Langchain Chromadb Thumbnail/featureimage

LangChain Chromadb: LangChain, is a framework used to chain together various LLMs and other functionalities to build apps that use Large Language Models that deal with data that is in numerical form, forming the form of vectors long lists of numbers that have some meaning of features associated with them, which is used to do a semantic search but where to save them here Vector stores like chromaDB come to help us.

We have already covered LangChain FAISS, then what is needed for LangChain Chroimadb?

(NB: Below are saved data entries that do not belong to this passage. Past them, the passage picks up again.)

//! Member records: the unit the qualification engine operates on.

use chrono::{DateTime, NaiveDate, Utc};
use serde::{Deserialize, Serialize};
use strum::{Display, EnumString, IntoStaticStr};
use uuid::Uuid;

use crate::{Error, Result};

/// Longest phone number accepted, in digits.
pub const MAX_PHONE_LEN: usize = 15;

// ─── Enumerations ────────────────────────────────────────────────────────────

/// How a member's own membership is funded.
#[derive(
  Debug,
  Clone,
  Copy,
  PartialEq,
  Eq,
  Hash,
  Serialize,
  Deserialize,
  Display,
  EnumString,
  IntoStaticStr,
)]
#[serde(rename_all = "snake_case")]
#[strum(serialize_all = "snake_case")]
pub enum MemberKind {
  Paying,
  /// Paid forward by someone else ("PIF" in the member-facing UI).
  Sponsored,
}

/// Lifecycle status. Ordered: a member only moves forward through the
/// automatic checks.
#[derive(
  Debug,
  Clone,
  Copy,
  PartialEq,
  Eq,
  PartialOrd,
  Ord,
  Hash,
  Serialize,
  Deserialize,
  Display,
  EnumString,
  IntoStaticStr,
)]
#[serde(rename_all = "snake_case")]
#[strum(serialize_all = "snake_case")]
pub enum Status {
  Pending,
  /// Verified and externally registered.
  Yellow,
  /// Sponsorship settled.
  Green,
  /// Sponsored member that reached the paying-referral threshold.
  Qualified,
}

// ─── Override stamp ──────────────────────────────────────────────────────────

/// Audit record of an active administrative override. The override is
/// active exactly when the stamp is present, so an override without a
/// reason cannot exist.
#[derive(Debug, Clone, PartialEq, Eq, Serialize, Deserialize)]
pub struct OverrideStamp {
  pub reason: String,
  /// The account that applied the override; `None` once that account has
  /// been deleted.
  pub by:     Option<Uuid>,
  pub at:     DateTime<Utc>,
}

// ─── Profile details ─────────────────────────────────────────────────────────

/// Personal details collected at registration. Not consulted by any rule.
#[derive(Debug, Clone, Default, PartialEq, Eq, Serialize, Deserialize)]
pub struct ProfileDetails {
  pub date_of_birth:         Option<NaiveDate>,
  #[serde(default)]
  pub city:                  String,
  #[serde(default)]
  pub state:                 String,
  #[serde(default)]
  pub country:               String,
  #[serde(default)]
  pub zip_code:              String,
  #[serde(default)]
  pub agreed_to_terms:       bool,
  pub terms_agreed_at:       Option<DateTime<Utc>>,
  #[serde(default)]
  pub communications_opt_in: bool,
}

// ─── Member ──────────────────────────────────────────────────────────────────

#[derive(Debug, Clone, PartialEq, Eq, Serialize, Deserialize)]
pub struct Member {
  pub member_id:              Uuid,
  pub account_id:             Uuid,
  /// Unique; the key other members use to name their referrer.
  pub phone:                  String,
  /// The referrer phone stated at registration, whether or not it resolved.
  pub referrer_phone:         Option<String>,
  pub kind:                   MemberKind,
  pub status:                 Status,
  pub verified_email:         bool,
  #[serde(skip)]
  pub verification_token:     Uuid,
  pub externally_registered:  bool,
  pub external_link:          Option<String>,
  pub paid_for_self:          bool,
  pub paid_for_sponsored:     bool,
  pub qualification_override: Option<OverrideStamp>,
  pub admin_override:         Option<OverrideStamp>,
  pub details:                ProfileDetails,
  pub created_at:             DateTime<Utc>,
  pub updated_at:             DateTime<Utc>,
  /// Write counter for optimistic concurrency. A commit only overwrites the
  /// row if it still carries the revision this copy was read at.
  #[serde(skip)]
  pub revision:               i64,
}

impl Member {
  pub fn has_external_link(&self) -> bool {
    self
      .external_link
      .as_deref()
      .is_some_and(|l| !l.trim().is_empty())
  }

  pub fn is_qualification_overridden(&self) -> bool {
    self.qualification_override.is_some()
  }

  pub fn is_admin_overridden(&self) -> bool { self.admin_override.is_some() }
}

/// Input to registration. Identity, status and timestamps are assigned by
/// the store; new members always start `pending`.
#[derive(Debug, Clone)]
pub struct NewMember {
  pub phone:          String,
  pub referrer_phone: Option<String>,
  pub kind:           MemberKind,
  pub details:        ProfileDetails,
}

// ─── Validation helpers ──────────────────────────────────────────────────────

/// Normalise and validate a phone number: digits only, 1..=15 long.
pub fn validate_phone(field: &str, raw: &str) -> Result<String> {
  let phone = raw.trim();
  if phone.is_empty() {
    return Err(Error::Validation(format!("{field} is required")));
  }
  if !phone.chars().all(|c| c.is_ascii_digit()) {
    return Err(Error::Validation(format!(
      "{field} must contain only digits"
    )));
  }
  if phone.len() > MAX_PHONE_LEN {
    return Err(Error::Validation(format!(
      "{field} must be at most {MAX_PHONE_LEN} digits"
    )));
  }
  Ok(phone.to_owned())
}
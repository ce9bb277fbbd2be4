//! Handlers for the assignment matcher.
//!
//! | Method | Path | Notes |
//! |--------|------|-------|
//! | `GET`  | `/pools` | Eligible yellow and sponsored members |
//! | `GET`  | `/assignments` | `?limit=` (default 10) most recent completed |
//! | `POST` | `/assignments` | Body: [`AssignBody`]; returns 201 |

use axum::{
  Json,
  extract::{Query, State},
  http::StatusCode,
  response::IntoResponse,
};
use serde::Deserialize;
use uuid::Uuid;
use wepool_core::{
  assignment::{self, Assignment, Pools},
  store::MemberStore,
};

use crate::{AppState, auth::CurrentActor, error::ApiError};

/// `GET /pools`
pub async fn pools<S>(
  State(state): State<AppState<S>>,
  CurrentActor(actor): CurrentActor,
) -> Result<Json<Pools>, ApiError>
where
  S: MemberStore + Clone + 'static,
{
  Ok(Json(assignment::pools(&*state.store, &actor).await?))
}

#[derive(Debug, Deserialize)]
pub struct RecentParams {
  pub limit: Option<usize>,
}

/// `GET /assignments[?limit=n]`
pub async fn recent<S>(
  State(state): State<AppState<S>>,
  CurrentActor(actor): CurrentActor,
  Query(params): Query<RecentParams>,
) -> Result<Json<Vec<Assignment>>, ApiError>
where
  S: MemberStore + Clone + 'static,
{
  let limit = params.limit.unwrap_or(10);
  Ok(Json(assignment::recent(&*state.store, &actor, limit).await?))
}

#[derive(Debug, Deserialize)]
pub struct AssignBody {
  pub yellow_member_id:    Uuid,
  pub sponsored_member_id: Uuid,
}

/// `POST /assignments`
pub async fn create<S>(
  State(state): State<AppState<S>>,
  CurrentActor(actor): CurrentActor,
  Json(body): Json<AssignBody>,
) -> Result<impl IntoResponse, ApiError>
where
  S: MemberStore + Clone + 'static,
{
  let created = assignment::assign(
    &*state.store,
    &actor,
    body.yellow_member_id,
    body.sponsored_member_id,
  )
  .await?;
  Ok((StatusCode::CREATED, Json(created)))
}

Well, in FAISS, we used the Python feature of pickles to save the vector embeddings to our local machine, but in Chromadb, when we use it it creates a SQL file along with a long list of metadata.

We are using the word Langchain Chromadb, as Chromadb is designed in such a way that it integrates easily with LangChain, and in this article, we will use Langchain, OpenAI to generate embeddings, and ChromaDB to save and load embeddings.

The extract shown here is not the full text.